3.2.1 Hybrid CNN methods
Hybrid methods combines handcrafted or statistical methods and a CNN method to achieve the FD. The model proposed by [Simonyan and Zisserman, 2014a] is composed of two streams of CNN, one stream performs spatial information and the other performs temporal information. The spatial stream receives a single frame and the temporal stream takes a sequence of optical flow frames, finally, their outputs are combined by a fusion method. Their model takes spatial and temporal information to perform the action recog- nition task, nevertheless, this model has a drawback when it is applied on camera motion videos.

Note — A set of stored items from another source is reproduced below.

use std::fmt;
use std::fs::{self, File, OpenOptions};
use std::io::Write;
use std::path::{Path, PathBuf};
use std::sync::atomic::{AtomicBool, Ordering};
use std::sync::{Arc, Mutex};

use chrono::Local;
use strum_macros::Display;

#[derive(Debug, Copy, Clone, PartialEq, Eq, Display)]
#[strum(serialize_all = "UPPERCASE")]
pub enum LogLevel {
    Debug,
    Info,
    Warn,
    Error,
}

trait LogSink: Send + Sync {
    fn log(&self, level: LogLevel, line: &str);
}

/// Info goes to stdout, warnings and errors to stderr, debug nowhere.
struct ConsoleSink;

impl LogSink for ConsoleSink {
    fn log(&self, level: LogLevel, line: &str) {
        match level {
            LogLevel::Debug => {}
            LogLevel::Info => println!("{line}"),
            LogLevel::Warn | LogLevel::Error => eprintln!("{line}"),
        }
    }
}

struct FileSink {
    file: Mutex<File>,
}

impl FileSink {
    fn new(dir: impl AsRef<Path>) -> std::io::Result<(Self, PathBuf)> {
        fs::create_dir_all(&dir)?;
        let stamp = Local::now().format("%Y%m%d-%H%M%S");
        let path = dir.as_ref().join(format!("timetable-{stamp}.log"));
        let file = OpenOptions::new().create(true).append(true).open(&path)?;
        Ok((
            Self {
                file: Mutex::new(file),
            },
            path,
        ))
    }
}

impl LogSink for FileSink {
    fn log(&self, _level: LogLevel, line: &str) {
        if let Ok(mut file) = self.file.lock() {
            let _ = writeln!(file, "{line}");
        }
    }
}

/// Keeps every line in memory; lets callers inspect diagnostics.
#[derive(Default)]
struct CaptureSink {
    lines: Mutex<Vec<String>>,
}

impl LogSink for CaptureSink {
    fn log(&self, level: LogLevel, line: &str) {
        if let Ok(mut lines) = self.lines.lock() {
            lines.push(format!("{:<5} {line}", level.to_string()));
        }
    }
}

#[derive(Debug, Copy, Clone, Default)]
pub enum LogTarget {
    ConsoleOnly,
    #[default]
    ConsoleAndFile,
    FileOnly,
}

#[derive(Clone)]
pub struct Logger {
    console_sinks: Arc<Vec<Arc<dyn LogSink>>>,
    capture: Option<Arc<CaptureSink>>,
    file_state: Arc<Mutex<FileState>>,
    file_enabled: Arc<AtomicBool>,
}

struct FileState {
    sink: Option<Arc<dyn LogSink>>,
    log_path: Option<PathBuf>,
    attempted: bool,
    log_dir: PathBuf,
}

impl Default for FileState {
    fn default() -> Self {
        Self {
            sink: None,
            log_path: None,
            attempted: false,
            log_dir: PathBuf::from("logs"),
        }
    }
}

impl Default for Logger {
    fn default() -> Self {
        Self::new()
    }
}

impl Logger {
    pub fn new() -> Self {
        Self {
            console_sinks: Arc::new(vec![Arc::new(ConsoleSink) as Arc<dyn LogSink>]),
            capture: None,
            file_state: Arc::new(Mutex::new(FileState::default())),
            file_enabled: Arc::new(AtomicBool::new(true)),
        }
    }

    /// A logger without console or file output that records every line.
    pub fn capturing() -> Self {
        Self {
            console_sinks: Arc::new(Vec::new()),
            capture: Some(Arc::new(CaptureSink::default())),
            file_state: Arc::new(Mutex::new(FileState::default())),
            file_enabled: Arc::new(AtomicBool::new(false)),
        }
    }

    fn ensure_file_sink(&self) -> Option<Arc<dyn LogSink>> {
        let mut state = self.file_state.lock().ok()?;
        if state.attempted {
            return state.sink.clone();
        }
        state.attempted = true;

        match FileSink::new(&state.log_dir) {
            Ok((sink, path)) => {
                let arc: Arc<dyn LogSink> = Arc::new(sink);
                state.log_path = Some(path);
                state.sink = Some(arc.clone());
                Some(arc)
            }
            Err(err) => {
                eprintln!("WARN: File logging unavailable; continuing without a log file. ({err})");
                None
            }
        }
    }

    fn log(&self, level: LogLevel, message: &str, target: LogTarget) {
        if let Some(capture) = &self.capture {
            capture.log(level, message);
        }

        if matches!(target, LogTarget::ConsoleOnly | LogTarget::ConsoleAndFile) {
            for sink in self.console_sinks.iter() {
                sink.log(level, message);
            }
        }

        if matches!(target, LogTarget::ConsoleAndFile | LogTarget::FileOnly)
            && self.file_enabled.load(Ordering::SeqCst)
        {
            if let Some(file_sink) = self.ensure_file_sink() {
                let timestamp = Local::now().format("%Y-%m-%d %H:%M:%S");
                let file_line = format!("[{timestamp}] {:<5} {message}", level.to_string());
                file_sink.log(level, &file_line);
            }
        }
    }

    /// Diagnostics; never printed to the console.
    pub fn debug(&self, message: impl AsRef<str>) {
        self.log(LogLevel::Debug, message.as_ref(), LogTarget::FileOnly);
    }

    pub fn info(&self, message: impl AsRef<str>, target: LogTarget) {
        self.log(LogLevel::Info, message.as_ref(), target);
    }

    pub fn warn(&self, message: impl AsRef<str>, target: LogTarget) {
        self.log(LogLevel::Warn, message.as_ref(), target);
    }

    pub fn error(&self, message: impl AsRef<str>, target: LogTarget) {
        self.log(LogLevel::Error, message.as_ref(), target);
    }

    pub fn set_file_logging_enabled(&self, enabled: bool) {
        self.file_enabled.store(enabled, Ordering::SeqCst);
    }

    pub fn set_log_dir(&self, dir: impl AsRef<Path>) {
        if let Ok(mut state) = self.file_state.lock() {
            if state.sink.is_none() && !state.attempted {
                state.log_dir = dir.as_ref().to_path_buf();
            }
        }
    }

    pub fn file_logging_enabled(&self) -> bool {
        self.file_enabled.load(Ordering::SeqCst)
    }

    pub fn log_path(&self) -> Option<PathBuf> {
        self.file_state.lock().ok().and_then(|s| s.log_path.clone())
    }

    /// Lines recorded by a [`Logger::capturing`] logger, oldest first.
    pub fn captured(&self) -> Vec<String> {
        self.capture
            .as_ref()
            .and_then(|c| c.lines.lock().ok().map(|lines| lines.clone()))
            .unwrap_or_default()
    }
}

impl fmt::Debug for Logger {
    fn fmt(&self, f: &mut fmt::Formatter<'_>) -> fmt::Result {
        let path = self.log_path();
        f.debug_struct("Logger").field("log_path", &path).finish()
    }
}
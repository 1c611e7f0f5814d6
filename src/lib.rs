pub mod calendar;
pub mod config;
pub mod controller;
pub mod core;
pub mod errors;
pub mod extensions;
pub mod loader;
pub mod logging;
pub mod organizer;
pub mod prompter;
pub mod ui;
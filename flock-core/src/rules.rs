//! Steering rules evaluated against a snapshot of the whole flock.
//!
//! Every rule identifies the steering boid by its index into `boids` and
//! skips that index when scanning for neighbours. The scans are brute force.

use crate::boid::Boid;
use crate::config::Weights;
use crate::vector::{angle_difference, Vector2D};

/// A behaviour that turns a boid's view of its flock into a force.
pub trait SteeringRule {
    fn steer(&self, index: usize, boids: &[Boid]) -> Vector2D;
}

/// Other boids strictly closer than `radius` to `boids[index]`, with their
/// distance.
pub fn neighbors(
    index: usize,
    boids: &[Boid],
    radius: f32,
) -> impl Iterator<Item = (&Boid, f32)> + '_ {
    let position = boids[index].position;
    boids
        .iter()
        .enumerate()
        .filter(move |(other, _)| *other != index)
        .map(move |(_, boid)| (boid, position.distance(&boid.position)))
        .filter(move |(_, distance)| *distance < radius)
}

/// Inverse-distance weighted push away from crowding neighbours.
///
/// Neighbours sitting exactly on top of the boid give no direction and are
/// ignored.
pub fn separation(index: usize, boids: &[Boid]) -> Vector2D {
    let boid = &boids[index];
    let mut steering = Vector2D::zero();
    let mut count = 0;

    for (other, distance) in neighbors(index, boids, boid.separation_distance) {
        if distance > 0.0 {
            steering += (boid.position - other.position).normalize() / distance;
            count += 1;
        }
    }

    if count > 0 {
        steering = steering / count as f32;
    }

    boid.steer_towards(steering)
}

/// Steer towards the average heading of neighbours in view.
pub fn alignment(index: usize, boids: &[Boid]) -> Vector2D {
    let boid = &boids[index];
    let mut sum = Vector2D::zero();
    let mut count = 0;

    for (other, _) in neighbors(index, boids, boid.view_radius) {
        sum += other.velocity;
        count += 1;
    }

    if count > 0 {
        boid.steer_towards(sum / count as f32)
    } else {
        Vector2D::zero()
    }
}

/// Seek the centre of mass of neighbours in view.
pub fn cohesion(index: usize, boids: &[Boid]) -> Vector2D {
    let boid = &boids[index];
    let mut sum = Vector2D::zero();
    let mut count = 0;

    for (other, _) in neighbors(index, boids, boid.view_radius) {
        sum += other.position;
        count += 1;
    }

    if count > 0 {
        boid.seek(sum / count as f32)
    } else {
        Vector2D::zero()
    }
}

/// The three classic rules, weighted and summed.
pub fn flocking(index: usize, boids: &[Boid], weights: &Weights) -> Vector2D {
    separation(index, boids) * weights.separation
        + alignment(index, boids) * weights.alignment
        + cohesion(index, boids) * weights.cohesion
}

#[derive(Debug, Clone, Copy, Default)]
pub struct Separation;

impl SteeringRule for Separation {
    fn steer(&self, index: usize, boids: &[Boid]) -> Vector2D {
        separation(index, boids)
    }
}

#[derive(Debug, Clone, Copy, Default)]
pub struct Alignment;

impl SteeringRule for Alignment {
    fn steer(&self, index: usize, boids: &[Boid]) -> Vector2D {
        alignment(index, boids)
    }
}

#[derive(Debug, Clone, Copy, Default)]
pub struct Cohesion;

impl SteeringRule for Cohesion {
    fn steer(&self, index: usize, boids: &[Boid]) -> Vector2D {
        cohesion(index, boids)
    }
}

/// Pull towards a fixed point, independent of neighbours.
#[derive(Debug, Clone, Copy)]
pub struct Seek {
    pub target: Vector2D,
}

impl SteeringRule for Seek {
    fn steer(&self, index: usize, boids: &[Boid]) -> Vector2D {
        boids[index].seek(self.target)
    }
}

/// Rotates the velocity towards `heading`, at most `max_turn` radians.
///
/// The turn is returned as a force so it composes with vector rules. A
/// stationary boid has no heading to turn.
fn turn_towards(boid: &Boid, heading: f32, max_turn: f32) -> Vector2D {
    if boid.velocity.magnitude_squared() == 0.0 {
        return Vector2D::zero();
    }
    let delta = angle_difference(heading, boid.heading()).clamp(-max_turn, max_turn);
    boid.velocity.rotate(delta) - boid.velocity
}

/// Heading-based alignment: turn towards the circular mean of neighbour
/// headings.
#[derive(Debug, Clone, Copy)]
pub struct TurnAlignment {
    pub max_turn: f32,
}

impl SteeringRule for TurnAlignment {
    fn steer(&self, index: usize, boids: &[Boid]) -> Vector2D {
        let boid = &boids[index];
        let mut sum = Vector2D::zero();
        for (other, _) in neighbors(index, boids, boid.view_radius) {
            sum += other.velocity.normalize();
        }
        if sum.magnitude_squared() == 0.0 {
            return Vector2D::zero();
        }
        turn_towards(boid, sum.heading(), self.max_turn)
    }
}

/// Heading-based cohesion: turn to face the neighbours' centre of mass.
#[derive(Debug, Clone, Copy)]
pub struct TurnCohesion {
    pub max_turn: f32,
}

impl SteeringRule for TurnCohesion {
    fn steer(&self, index: usize, boids: &[Boid]) -> Vector2D {
        let boid = &boids[index];
        let mut sum = Vector2D::zero();
        let mut count = 0;
        for (other, _) in neighbors(index, boids, boid.view_radius) {
            sum += other.position;
            count += 1;
        }
        if count == 0 {
            return Vector2D::zero();
        }
        let offset = sum / count as f32 - boid.position;
        if offset.magnitude_squared() == 0.0 {
            return Vector2D::zero();
        }
        turn_towards(boid, offset.heading(), self.max_turn)
    }
}

/// Heading-based separation: turn away from crowding neighbours.
#[derive(Debug, Clone, Copy)]
pub struct TurnSeparation {
    pub max_turn: f32,
}

impl SteeringRule for TurnSeparation {
    fn steer(&self, index: usize, boids: &[Boid]) -> Vector2D {
        let boid = &boids[index];
        let mut away = Vector2D::zero();
        for (other, distance) in neighbors(index, boids, boid.separation_distance) {
            if distance > 0.0 {
                away += (boid.position - other.position).normalize() / distance;
            }
        }
        if away.magnitude_squared() == 0.0 {
            return Vector2D::zero();
        }
        turn_towards(boid, away.heading(), self.max_turn)
    }
}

DeepCNN [Babaee et al., 2018] mixes two handcrafted methods and a CNN. The generation of background model combines the segmentation mask from SuBSENSE [St- Charles et al., 2014] and the output of Flux Tensor algorithm [Wang et al., 2014a], which is the time variation of the optical flow field. After that, uses a CNN to process the input frame and the background model. Then, DeepCNN computes the average of the video sequence queue with adaptive length. Finally, for the segmentation step, they apply a spatial-median filter to get the median over a neighborhood and avoid mislabeled foreground objects. DeepCNN takes the output of the two mentioned methods as input to the CNN to segment the foreground in order to get better performance; however, this model is dependent to the performance of SubSENSE.
3.2.2 3D CNN methods
3D CNN methods include 3D CNN modules to the pipeline of the FD method, this leads to using tensors with an extra dimension. For the FD problem, they use temporal information or the sequence of frames of the input video sequence. The model proposed by [Gao et al., 2018] takes four frames from the past as input. The architecture of this network is four layers of 3D CNN with max pooling, two fully connected layers and atanh as the activation function. Each pixel in the output segmentation has a value between 0 and 255. To eliminate ambiguity, pixels with value less than 255 are labeled as background and otherwise as foreground. The architecture of this model is a shallow network; thus, the resulting segmentation does not correctly delimit the foreground objects.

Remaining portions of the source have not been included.